Ordnance found at Atwood Park

Earlier in May, a 44-year-old gentleman discovered what is thought to be a World War II-era ordnance while fishing in the Kishwaukee River at Atwood Park. He brought the ordnance to the Winnebago County Public Safety Building the morning of May 16. The Winnebago County Bomb Squad was contacted to safely remove and dispose of the mortar shell.

During World Wars I and II, the area now known as Atwood Park was used by the Army as Camp Grant, a training center and shooting range. The Army Corps of Engineers, with the full cooperation of the Rockford Park District, has conducted several surface sweeps of the north side of the park since the south bank was the location the soldiers fired from, cleaned the property to a depth of 12 inches, and declared it “clear.” However, over many years, ordnance that was buried deeper may find its way to the top of the surface. If and when this happens, the Rockford Park District has protocol and procedures in place to handle the situation quickly and safely. While most of the rounds fired at Atwood are thought to be “dummy” or practice rounds filled primarily with sand, they could contain enough leftover explosive to cause injuries.

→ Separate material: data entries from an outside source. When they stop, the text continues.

use serde::{Deserialize, Serialize};

/// Number of logical databases a store exposes when nothing else is configured.
pub const DEFAULT_DATABASES: u32 = 16;

/// Configuration for the in-memory backend.
#[derive(Clone, Debug, PartialEq, Eq, Serialize, Deserialize)]
#[serde(default)]
pub struct StoreConfig {
    /// Number of logical databases addressable with `SELECT`.
    pub databases: u32,
}

impl Default for StoreConfig {
    fn default() -> Self {
        Self {
            databases: DEFAULT_DATABASES,
        }
    }
}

Atwood Park is considered by the Army Corps of Engineers, the Winnebago County Bomb Squad and the Rockford Park District to be a safe facility. The area where ordnance was found was not in use by the Park District’s outdoor education program. Park visitors and nearby visitors were not placed at risk.

Signs alerting the public to potential risk have been in place at both park entrances. The public is advised to leave anything out of the ordinary, suspicious or dangerous looking, in place and call the proper authorities. The Park District will continue working with the Army Corps of Engineers to conduct ordnance sweeps on the south side.